WORK REQUEST: If a line comes after the one containing "fn name(&self) -> &'static str;", leave it out; copy every line before it, and that line too, exactly as written, starting from the first line of the entries.

*** Opening RECORDS TO PROCESS ***

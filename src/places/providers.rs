//! Place sources: bundled divisions, per-country quick chunks, the global
//! dataset, the remote lookup service, and an in-memory source.

use async_trait::async_trait;
use serde::Deserialize;
use std::collections::{HashMap, HashSet};
use std::path::PathBuf;
use std::sync::Arc;
use std::time::Duration;
use tokio::sync::OnceCell;

use super::aliases::normalize;
use super::protocol::race_variants;
use super::types::{CanonicalCountry, PlaceError, Result};

/// One tier's data source.
#[async_trait]
pub trait SourceAdapter: Send + Sync {
    /// Short name used in logs and errors.
    fn name(&self) -> &'static str;

    /// Place names for `country`. An unknown country is `Ok(vec![])`;
    /// errors mean the source itself could not answer.
    async fn fetch(&self, country: &CanonicalCountry) -> Result<Vec<String>>;
}

/// Chunk file name: "Bosnia and Herzegovina" → "bosnia-and-herzegovina".
pub fn chunk_slug(name: &str) -> String {
    normalize(name)
        .chars()
        .map(|c| if c.is_alphanumeric() { c } else { '-' })
        .collect::<String>()
        .split('-')
        .filter(|s| !s.is_empty())
        .collect::<Vec<_>>()
        .join("-")
}

// ─── Bundled divisions ──────────────────────────────────────────

const BUNDLED_DIVISIONS: &str = include_str!("../../data/divisions.json");

/// Administrative divisions compiled into the binary.
#[derive(Debug, Clone, Default)]
pub struct BundledDivisions {
    table: HashMap<String, Vec<String>>,
}

impl BundledDivisions {
    pub fn builtin() -> Self {
        match serde_json::from_str::<HashMap<String, Vec<String>>>(BUNDLED_DIVISIONS) {
            Ok(map) => Self::from_map(map),
            Err(e) => {
                tracing::warn!(error = %e, "bundled division table unreadable");
                Self::default()
            }
        }
    }

    pub fn from_map(map: HashMap<String, Vec<String>>) -> Self {
        let table = map.into_iter().map(|(k, v)| (normalize(&k), v)).collect();
        Self { table }
    }

    pub fn countries(&self) -> usize {
        self.table.len()
    }
}

#[async_trait]
impl SourceAdapter for BundledDivisions {
    fn name(&self) -> &'static str {
        "divisions"
    }

    async fn fetch(&self, country: &CanonicalCountry) -> Result<Vec<String>> {
        Ok(country
            .variants
            .iter()
            .find_map(|v| self.table.get(&normalize(v)))
            .cloned()
            .unwrap_or_default())
    }
}

// ─── Quick per-country chunks ───────────────────────────────────

/// `{data_dir}/cities/{slug}.json`, read on demand.
#[derive(Debug, Clone)]
pub struct QuickDataset {
    dir: PathBuf,
}

impl QuickDataset {
    pub fn new(data_dir: impl Into<PathBuf>) -> Self {
        Self {
            dir: data_dir.into().join("cities"),
        }
    }

    fn chunk_path(&self, country: &CanonicalCountry) -> PathBuf {
        self.dir.join(format!("{}.json", chunk_slug(&country.name)))
    }
}

#[async_trait]
impl SourceAdapter for QuickDataset {
    fn name(&self) -> &'static str {
        "quick"
    }

    async fn fetch(&self, country: &CanonicalCountry) -> Result<Vec<String>> {
        let path = self.chunk_path(country);
        let data = match tokio::fs::read_to_string(&path).await {
            Ok(data) => data,
            Err(e) if e.kind() == std::io::ErrorKind::NotFound => return Ok(Vec::new()),
            Err(e) => {
                return Err(PlaceError::SourceUnavailable {
                    adapter: self.name(),
                    reason: format!("{}: {}", path.display(), e),
                })
            }
        };
        Ok(serde_json::from_str(&data)?)
    }
}

// ─── Global dataset ─────────────────────────────────────────────

#[derive(Deserialize)]
struct GlobalRow {
    name: String,
    country: String,
}

struct IndexedRow {
    name: String,
    country_key: String,
}

/// `{data_dir}/world_cities.json`, loaded once and filtered in memory.
pub struct GlobalDataset {
    path: PathBuf,
    rows: OnceCell<Arc<Vec<IndexedRow>>>,
}

impl GlobalDataset {
    pub fn new(data_dir: impl Into<PathBuf>) -> Self {
        Self {
            path: data_dir.into().join("world_cities.json"),
            rows: OnceCell::new(),
        }
    }

    async fn rows(&self) -> Result<&Arc<Vec<IndexedRow>>> {
        self.rows
            .get_or_try_init(|| async {
                let data = tokio::fs::read_to_string(&self.path).await.map_err(|e| {
                    PlaceError::SourceUnavailable {
                        adapter: "global",
                        reason: format!("{}: {}", self.path.display(), e),
                    }
                })?;
                let rows: Vec<GlobalRow> = serde_json::from_str(&data)?;
                tracing::info!(rows = rows.len(), path = %self.path.display(), "global dataset loaded");
                Ok(Arc::new(
                    rows.into_iter()
                        .map(|r| IndexedRow {
                            country_key: normalize(&r.country),
                            name: r.name,
                        })
                        .collect(),
                ))
            })
            .await
    }
}

#[async_trait]
impl SourceAdapter for GlobalDataset {
    fn name(&self) -> &'static str {
        "global"
    }

    async fn fetch(&self, country: &CanonicalCountry) -> Result<Vec<String>> {
        let rows = self.rows().await?;
        let keys: HashSet<String> = country.variants.iter().map(|v| normalize(v)).collect();
        Ok(rows
            .iter()
            .filter(|r| keys.contains(&r.country_key))
            .map(|r| r.name.clone())
            .collect())
    }
}

// ─── Remote lookup ──────────────────────────────────────────────

/// A remote place-list service: one country name in, names or failure out.
#[async_trait]
pub trait RemoteLookup: Send + Sync {
    async fn lookup(&self, country: &str) -> Result<Vec<String>>;
}

#[derive(Deserialize)]
struct RemoteResponse {
    #[serde(default)]
    error: bool,
    #[serde(default)]
    msg: Option<String>,
    #[serde(default)]
    data: Vec<String>,
}

/// JSON-over-HTTP lookup: POST `{"country": name}` → `{"error", "data"}`.
#[derive(Debug, Clone)]
pub struct HttpLookup {
    endpoint: String,
    timeout: Duration,
}

impl HttpLookup {
    pub fn new(endpoint: impl Into<String>, timeout: Duration) -> Self {
        Self {
            endpoint: endpoint.into(),
            timeout,
        }
    }
}

fn http_lookup(endpoint: &str, country: &str, timeout: Duration) -> Result<Vec<String>> {
    let response = ureq::post(endpoint)
        .set("User-Agent", "PlaceAtlas/0.3 (place-resolver)")
        .timeout(timeout)
        .send_json(serde_json::json!({ "country": country }))
        .map_err(|e| PlaceError::Network(e.to_string()))?;

    let body: RemoteResponse = response
        .into_json()
        .map_err(|e| PlaceError::InvalidResponse(e.to_string()))?;

    if body.error {
        return Err(PlaceError::InvalidResponse(
            body.msg.unwrap_or_else(|| format!("lookup failed for '{}'", country)),
        ));
    }
    Ok(body.data)
}

#[async_trait]
impl RemoteLookup for HttpLookup {
    async fn lookup(&self, country: &str) -> Result<Vec<String>> {
        let endpoint = self.endpoint.clone();
        let country = country.to_string();
        let timeout = self.timeout;
        // Abandoned attempts keep running on the blocking pool; their result is dropped.
        tokio::task::spawn_blocking(move || http_lookup(&endpoint, &country, timeout))
            .await
            .map_err(|e| PlaceError::Network(e.to_string()))?
    }
}

/// Races every alias spelling against a [`RemoteLookup`].
#[derive(Clone)]
pub struct RemoteSource {
    lookup: Arc<dyn RemoteLookup>,
    attempt_timeout: Duration,
}

impl RemoteSource {
    pub fn new(lookup: Arc<dyn RemoteLookup>, attempt_timeout: Duration) -> Self {
        Self {
            lookup,
            attempt_timeout,
        }
    }
}

#[async_trait]
impl SourceAdapter for RemoteSource {
    fn name(&self) -> &'static str {
        "remote"
    }

    async fn fetch(&self, country: &CanonicalCountry) -> Result<Vec<String>> {
        let lookup = Arc::clone(&self.lookup);
        let won = race_variants(&country.variants, self.attempt_timeout, move |variant| {
            let lookup = Arc::clone(&lookup);
            async move { lookup.lookup(&variant).await }
        })
        .await;
        match won {
            Some((variant, items)) => {
                tracing::debug!(country = %country.name, variant = %variant, count = items.len(), "remote answered");
                Ok(items)
            }
            None => Err(PlaceError::SourceUnavailable {
                adapter: self.name(),
                reason: format!("no spelling of '{}' answered", country.name),
            }),
        }
    }
}

// ─── In-memory source ───────────────────────────────────────────

/// A fixed table, for embedding and tests.
#[derive(Debug, Clone)]
pub struct MemorySource {
    name: &'static str,
    table: HashMap<String, Vec<String>>,
}

impl MemorySource {
    pub fn new(name: &'static str) -> Self {
        Self {
            name,
            table: HashMap::new(),
        }
    }

    pub fn with<I, S>(mut self, country: &str, items: I) -> Self
    where
        I: IntoIterator<Item = S>,
        S: Into<String>,
    {
        self.table
            .insert(normalize(country), items.into_iter().map(Into::into).collect());
        self
    }
}

#[async_trait]
impl SourceAdapter for MemorySource {
    fn name(&self) -> &'static str {
        self.name
    }

    async fn fetch(&self, country: &CanonicalCountry) -> Result<Vec<String>> {
        Ok(country
            .variants
            .iter()
            .find_map(|v| self.table.get(&normalize(v)))
            .cloned()
            .unwrap_or_default())
    }
}

#[cfg(test)]
mod tests {
    use super::*;
    use crate::places::aliases::canonical_of;
    use std::fs;
    use std::sync::atomic::{AtomicUsize, Ordering};
    use tempfile::TempDir;

    #[test]
    fn test_chunk_slug() {
        assert_eq!(chunk_slug("Bosnia and Herzegovina"), "bosnia-and-herzegovina");
        assert_eq!(chunk_slug("Côte d'Ivoire"), "cote-d-ivoire");
        assert_eq!(chunk_slug("Saint Martin (French part)"), "saint-martin-french-part");
    }

    #[tokio::test]
    async fn test_bundled_divisions() {
        let d = BundledDivisions::builtin();
        assert!(d.countries() >= 20);
        let turkey = d.fetch(&canonical_of("Türkiye")).await.unwrap();
        assert_eq!(turkey.len(), 81);
        let us = d.fetch(&canonical_of("USA")).await.unwrap();
        assert_eq!(us.len(), 51);
        assert!(d.fetch(&canonical_of("Narnia")).await.unwrap().is_empty());
    }

    #[tokio::test]
    async fn test_quick_dataset() {
        let dir = TempDir::new().unwrap();
        fs::create_dir_all(dir.path().join("cities")).unwrap();
        fs::write(dir.path().join("cities").join("czech-republic.json"), r#"["Prague", "Brno", "Ostrava"]"#).unwrap();
        fs::write(dir.path().join("cities").join("broken.json"), "[1, 2").unwrap();

        let quick = QuickDataset::new(dir.path());
        let got = quick.fetch(&canonical_of("Czechia")).await.unwrap();
        assert_eq!(got, vec!["Prague", "Brno", "Ostrava"]);
        assert!(quick.fetch(&canonical_of("Peru")).await.unwrap().is_empty());
        assert!(quick.fetch(&canonical_of("Broken")).await.is_err());
    }

    #[tokio::test]
    async fn test_global_dataset_filters_by_variants() {
        let dir = TempDir::new().unwrap();
        fs::write(
            dir.path().join("world_cities.json"),
            r#"[
                {"name": "Abidjan", "country": "Côte d'Ivoire"},
                {"name": "Bouaké", "country": "Ivory Coast"},
                {"name": "Accra", "country": "Ghana"}
            ]"#,
        )
        .unwrap();

        let global = GlobalDataset::new(dir.path());
        let mut got = global.fetch(&canonical_of("Cote d'Ivoire")).await.unwrap();
        got.sort();
        assert_eq!(got, vec!["Abidjan", "Bouaké"]);

        // Loaded once: later file changes are not seen.
        fs::remove_file(dir.path().join("world_cities.json")).unwrap();
        assert_eq!(global.fetch(&canonical_of("Ghana")).await.unwrap(), vec!["Accra"]);
    }

    #[tokio::test]
    async fn test_global_dataset_missing_file() {
        let dir = TempDir::new().unwrap();
        let global = GlobalDataset::new(dir.path());
        assert!(matches!(
            global.fetch(&canonical_of("Ghana")).await,
            Err(PlaceError::SourceUnavailable { adapter: "global", .. })
        ));
    }

    struct ScriptedLookup {
        calls: AtomicUsize,
    }

    #[async_trait]
    impl RemoteLookup for ScriptedLookup {
        async fn lookup(&self, country: &str) -> Result<Vec<String>> {
            self.calls.fetch_add(1, Ordering::SeqCst);
            match country {
                "Czechia" => Ok(vec!["Prague".into(), "Brno".into()]),
                "Czech Republic" => Ok(vec![]),
                _ => Err(PlaceError::Network("unknown".into())),
            }
        }
    }

    #[tokio::test]
    async fn test_remote_source_races_variants() {
        let lookup = Arc::new(ScriptedLookup { calls: AtomicUsize::new(0) });
        let remote = RemoteSource::new(lookup.clone(), Duration::from_millis(500));
        let got = remote.fetch(&canonical_of("Czech Republic")).await.unwrap();
        assert_eq!(got, vec!["Prague", "Brno"]);
        assert!(lookup.calls.load(Ordering::SeqCst) >= 1);
    }

    #[tokio::test]
    async fn test_remote_source_all_fail() {
        let lookup = Arc::new(ScriptedLookup { calls: AtomicUsize::new(0) });
        let remote = RemoteSource::new(lookup, Duration::from_millis(500));
        assert!(remote.fetch(&canonical_of("Peru")).await.is_err());
    }

    #[tokio::test]
    async fn test_http_lookup_unreachable() {
        let http = HttpLookup::new("http://127.0.0.1:9/cities", Duration::from_millis(200));
        assert!(http.lookup("Sweden").await.is_err());
    }

    #[tokio::test]
    async fn test_memory_source_alias_lookup() {
        let src = MemorySource::new("test").with("Holland", ["Amsterdam", "Rotterdam"]);
        assert_eq!(src.fetch(&canonical_of("Netherlands")).await.unwrap().len(), 2);
    }

    #[test]
    fn test_remote_response_defaults() {
        let r: RemoteResponse = serde_json::from_str(r#"{"data": ["Lima"]}"#).unwrap();
        assert!(!r.error);
        assert_eq!(r.data, vec!["Lima"]);
    }
}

*** Closing RECORDS TO PROCESS ***

EXERCISE OUTPUT:
filename src/places/providers.rs
//! Place sources: bundled divisions, per-country quick chunks, the global
//! dataset, the remote lookup service, and an in-memory source.

use async_trait::async_trait;
use serde::Deserialize;
use std::collections::{HashMap, HashSet};
use std::path::PathBuf;
use std::sync::Arc;
use std::time::Duration;
use tokio::sync::OnceCell;

use super::aliases::normalize;
use super::protocol::race_variants;
use super::types::{CanonicalCountry, PlaceError, Result};

/// One tier's data source.
#[async_trait]
pub trait SourceAdapter: Send + Sync {
    /// Short name used in logs and errors.
    fn name(&self) -> &'static str;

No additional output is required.